Mont Park Asylum was a psychiatric hospital located in Macleod, an outer eastern suburb of Melbourne, Victoria, Australia. The hospital opened in 1912 and closed in the 1990s. Some of the former hospital buildings have since been used by the La Trobe University for administrative purposes.

== Use as a hospital ==
Mont Park Hospital for the Insane was opened in April 1912. Its proclamation as a Hospital for the Insane was published in the Government Gazette on the 23 October 1912.

First patients admitted to Mont Park were all farm workers and artisans who laid out the farm, roads and gardens. In 1912 at Mont Park there were blacksmiths, workshop employees and 110 carpenters. 212 patients were employed in farming duties and 106 worked in the gardens. Excess produce not required by other asylums was sold. The farm buildings were extensive with hay sheds, store rooms for vegetables, glass houses and pig and calf pens. Only remnants of these buildings remain and are used by La Trobe University as store rooms. These buildings were constructed around a large cobbled basalt courtyard. The largest building was the milking shed, which had a well-laid brick floor, cambered and angled for drainage.

When it opened, Mont Park Hospital was fitted with many facilities far ahead of its time, such as a gymnasium, electrical apparatus for physiotherapy and a Red Cross rest room. Patients not working were confined to their wards or in airing cages, which were small and overcrowded. Patients were restrained using straight jackets, skull caps, locked boots or padded cells.

Farming continued for many years until residential development encroached along Plenty Road and people began to complain in newspapers about the smells coming from the hospital grounds from the vicinity of the milking sheds and piggeries.
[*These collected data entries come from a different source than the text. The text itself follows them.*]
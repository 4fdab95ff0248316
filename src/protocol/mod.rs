/// ACME wire protocol building blocks
pub mod directory;
pub mod jwk;
pub mod jws;
pub mod nonce;

pub use directory::{Directory, Metadata, ResourceKind};
pub use jwk::Jwk;
pub use jws::{JwsIdentity, SignedRequest};
pub use nonce::NoncePool;
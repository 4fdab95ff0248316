/// Let's Encrypt provider
use crate::error::{AcmeError, Result};
use crate::provider::AcmeProvider;
use async_trait::async_trait;
use url::Url;

const PRODUCTION_URL: &str = "https://acme-v02.api.letsencrypt.org/directory";
const STAGING_URL: &str = "https://acme-staging-v02.api.letsencrypt.org/directory";

/// Resolves `acme://letsencrypt.org` and its `staging` variant
pub struct LetsEncryptProvider;

#[async_trait]
impl AcmeProvider for LetsEncryptProvider {
    fn name(&self) -> &'static str {
        "letsencrypt"
    }

    fn accepts(&self, uri: &Url) -> bool {
        uri.scheme() == "acme" && uri.host_str() == Some("letsencrypt.org")
    }

    fn resolve(&self, uri: &Url) -> Result<String> {
        match uri.path() {
            "" | "/" => Ok(PRODUCTION_URL.to_string()),
            "/staging" => Ok(STAGING_URL.to_string()),
            other => Err(AcmeError::configuration(format!(
                "Unknown Let's Encrypt variant: {}",
                other.trim_start_matches('/')
            ))),
        }
    }
}

#[cfg(test)]
mod tests {
    use super::*;

    #[test]
    fn test_production_and_staging_variants() {
        let provider = LetsEncryptProvider;

        let uri = Url::parse("acme://letsencrypt.org").unwrap();
        assert!(provider.accepts(&uri));
        assert_eq!(provider.resolve(&uri).unwrap(), PRODUCTION_URL);

        let uri = Url::parse("acme://letsencrypt.org/staging").unwrap();
        assert_eq!(provider.resolve(&uri).unwrap(), STAGING_URL);
    }

    #[test]
    fn test_unknown_variant_rejected() {
        let provider = LetsEncryptProvider;
        let uri = Url::parse("acme://letsencrypt.org/v99").unwrap();
        assert!(provider.resolve(&uri).is_err());
    }

    #[test]
    fn test_other_hosts_not_accepted() {
        let provider = LetsEncryptProvider;
        assert!(!provider.accepts(&Url::parse("acme://zerossl.com").unwrap()));
        assert!(!provider.accepts(&Url::parse("https://letsencrypt.org").unwrap()));
    }
}
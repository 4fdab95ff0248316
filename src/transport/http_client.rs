/// HTTP client wrapping reqwest for ACME exchanges
use crate::error::{AcmeError, Result};
use std::time::Duration;

/// Media type of signed ACME request bodies
pub const JOSE_CONTENT_TYPE: &str = "application/jose+json";

/// HTTPS settings for a session
#[derive(Debug, Clone)]
pub struct TransportSettings {
    /// Connect timeout
    pub connect_timeout: Duration,
    /// Per-request read timeout
    pub read_timeout: Duration,
    /// Proxy URL, if any
    pub proxy: Option<String>,
    /// User agent sent with every request
    pub user_agent: String,
    /// `Accept-Language` tag propagated to every request
    pub accept_language: Option<String>,
    /// Additional trusted root certificates (PEM), for test CAs like Pebble
    pub pinned_roots: Vec<Vec<u8>>,
}

impl Default for TransportSettings {
    fn default() -> Self {
        Self {
            connect_timeout: Duration::from_secs(10),
            read_timeout: Duration::from_secs(30),
            proxy: None,
            user_agent: concat!("acmekit/", env!("CARGO_PKG_VERSION")).to_string(),
            accept_language: None,
            pinned_roots: Vec::new(),
        }
    }
}

/// HTTP response with status, headers and raw body
///
/// Header names are lower-cased; repeated headers (`Link`) keep every value.
#[derive(Debug, Clone)]
pub struct HttpResponse {
    /// Status code
    pub status: u16,
    /// Response headers as (lowercase name, value) pairs
    pub headers: Vec<(String, String)>,
    /// Raw response body
    pub body: Vec<u8>,
}

impl HttpResponse {
    /// First value of the given header, if present
    pub fn header(&self, name: &str) -> Option<&str> {
        let name = name.to_ascii_lowercase();
        self.headers
            .iter()
            .find(|(k, _)| *k == name)
            .map(|(_, v)| v.as_str())
    }

    /// All values of the given header
    pub fn header_all<'a>(&'a self, name: &str) -> impl Iterator<Item = &'a str> {
        let name = name.to_ascii_lowercase();
        self.headers
            .iter()
            .filter(move |(k, _)| *k == name)
            .map(|(_, v)| v.as_str())
    }

    /// Essence of the `Content-Type` header (parameters stripped)
    pub fn content_type(&self) -> Option<&str> {
        self.header("content-type")
            .map(|ct| ct.split(';').next().unwrap_or(ct).trim())
    }

    /// Parse the body as JSON
    pub fn json<T: serde::de::DeserializeOwned>(&self) -> Result<T> {
        serde_json::from_slice(&self.body)
            .map_err(|e| AcmeError::protocol(format!("JSON parse error: {}", e)))
    }

    /// Check if this is a success status (2xx)
    pub fn is_success(&self) -> bool {
        (200..300).contains(&self.status)
    }
}

/// HTTPS transport shared by all exchanges of a session
#[derive(Clone)]
pub struct HttpTransport {
    client: reqwest::Client,
    accept_language: Option<String>,
}

impl HttpTransport {
    /// Build a transport from session settings
    pub fn new(settings: &TransportSettings) -> Result<Self> {
        let mut builder = reqwest::Client::builder()
            .connect_timeout(settings.connect_timeout)
            .timeout(settings.read_timeout)
            .redirect(reqwest::redirect::Policy::limited(5))
            .user_agent(&settings.user_agent);

        if let Some(proxy) = &settings.proxy {
            let proxy = reqwest::Proxy::all(proxy)
                .map_err(|e| AcmeError::configuration(format!("Invalid proxy: {}", e)))?;
            builder = builder.proxy(proxy);
        }

        for root in &settings.pinned_roots {
            let cert = reqwest::Certificate::from_pem(root)
                .map_err(|e| AcmeError::configuration(format!("Invalid pinned root: {}", e)))?;
            builder = builder.add_root_certificate(cert);
        }

        let client = builder
            .build()
            .map_err(|e| AcmeError::network(format!("Failed to create HTTP client: {}", e)))?;

        Ok(Self {
            client,
            accept_language: settings.accept_language.clone(),
        })
    }

    /// Execute a GET request (directory fetch only)
    pub async fn get(&self, url: &str) -> Result<HttpResponse> {
        self.execute(self.client.get(url)).await
    }

    /// Execute a HEAD request (nonce priming)
    pub async fn head(&self, url: &str) -> Result<HttpResponse> {
        self.execute(self.client.head(url)).await
    }

    /// POST a serialized JWS with media type `application/jose+json`
    pub async fn post(&self, url: &str, body: Vec<u8>) -> Result<HttpResponse> {
        let request = self
            .client
            .post(url)
            .header("Content-Type", JOSE_CONTENT_TYPE)
            .body(body);
        self.execute(request).await
    }

    async fn execute(&self, mut request: reqwest::RequestBuilder) -> Result<HttpResponse> {
        if let Some(language) = &self.accept_language {
            request = request.header("Accept-Language", language);
        }

        let response = request
            .send()
            .await
            .map_err(|e| AcmeError::network(format!("Request failed: {}", e)))?;

        let status = response.status().as_u16();
        let headers = response
            .headers()
            .iter()
            .map(|(k, v)| {
                (
                    k.as_str().to_ascii_lowercase(),
                    v.to_str().unwrap_or_default().to_string(),
                )
            })
            .collect();
        let body = response
            .bytes()
            .await
            .map_err(|e| AcmeError::network(format!("Failed to read body: {}", e)))?
            .to_vec();

        Ok(HttpResponse {
            status,
            headers,
            body,
        })
    }
}

#[cfg(test)]
mod tests {
    use super::*;

    fn response_with_headers(headers: Vec<(&str, &str)>) -> HttpResponse {
        HttpResponse {
            status: 200,
            headers: headers
                .into_iter()
                .map(|(k, v)| (k.to_string(), v.to_string()))
                .collect(),
            body: Vec::new(),
        }
    }

    #[test]
    fn test_header_lookup_case_insensitive() {
        let response = response_with_headers(vec![("replay-nonce", "abc")]);
        assert_eq!(response.header("Replay-Nonce"), Some("abc"));
    }

    #[test]
    fn test_header_all_keeps_repeats() {
        let response = response_with_headers(vec![
            ("link", "<https://a>;rel=\"index\""),
            ("link", "<https://b>;rel=\"alternate\""),
        ]);
        assert_eq!(response.header_all("Link").count(), 2);
    }

    #[test]
    fn test_content_type_strips_parameters() {
        let response =
            response_with_headers(vec![("content-type", "application/json; charset=utf-8")]);
        assert_eq!(response.content_type(), Some("application/json"));
    }

    #[test]
    fn test_transport_creation() {
        let transport = HttpTransport::new(&TransportSettings::default());
        assert!(transport.is_ok());
    }

    #[tokio::test]
    async fn test_head_and_get() {
        let mut server = mockito::Server::new_async().await;
        let head = server
            .mock("HEAD", "/nonce")
            .with_status(200)
            .with_header("Replay-Nonce", "nonce-1")
            .create_async()
            .await;
        let get = server
            .mock("GET", "/dir")
            .with_status(200)
            .with_header("content-type", "application/json")
            .with_body(r#"{"ok":true}"#)
            .create_async()
            .await;

        let transport = HttpTransport::new(&TransportSettings::default()).unwrap();
        let response = transport.head(&format!("{}/nonce", server.url())).await.unwrap();
        assert_eq!(response.header("replay-nonce"), Some("nonce-1"));

        let response = transport.get(&format!("{}/dir", server.url())).await.unwrap();
        assert!(response.is_success());
        assert_eq!(response.content_type(), Some("application/json"));

        head.assert_async().await;
        get.assert_async().await;
    }

    #[tokio::test]
    async fn test_accept_language_propagated() {
        let mut server = mockito::Server::new_async().await;
        let mock = server
            .mock("GET", "/dir")
            .match_header("accept-language", "de")
            .with_status(200)
            .with_body("{}")
            .create_async()
            .await;

        let settings = TransportSettings {
            accept_language: Some("de".to_string()),
            ..TransportSettings::default()
        };
        let transport = HttpTransport::new(&settings).unwrap();
        transport.get(&format!("{}/dir", server.url())).await.unwrap();
        mock.assert_async().await;
    }
}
In 1915 a ward at Mont Park was taken over as a Convalescent Military Hospital. An agreement was made with the Defence Department for the latter to erect the Mont Park central block for use as a Military Hospital. This hospital was generally referred to as the Military Mental Hospital. It was also variously known as the Military Mental Block. Apparently, ex-military personnel with chronic psychiatric illness were housed there. The military block at Mont Park was closed in 1924 and handed back to the State for civilian mental cases.

Mont Park also had its own separate hospital for any of the patients' medical and/or surgical needs, called MSU (Medical Surgical Unit). The MSU were staffed by general nurse's who had little to no mental health training, leading to abuse of the patients receiving medical care.

The hospital was closed in the late-1990s. Mont Park was closely linked with Plenty Valley Repatriation Psychiatric Hospital and Larundel Psychiatric Hospital, which both closed in the late 1990s. These sites were also redeveloped.

The hospital is mentioned by the author Gerald Murnane in his story Stream System.

== Subsequent use ==
The complex was served by the freight only Mont Park railway branch line.

The vacant land was used for the establishment of La Trobe University in 1967. It is now the site of Springthorpe Housing Development. Part of the old patient hospital is occupied by La Trobe University for administrative offices.

The buildings of Mont Park were used for the 2004 documentary Troubled Minds - The Lithium Revolution which portrayed Dr John Cade's discovery of the use of lithium in mental illness. Several buildings at the former site were also used as filming locations for the Garingal Juvenile Justice Centre in Chris Lilley's mockumentaries Angry Boys and Jonah from Tonga.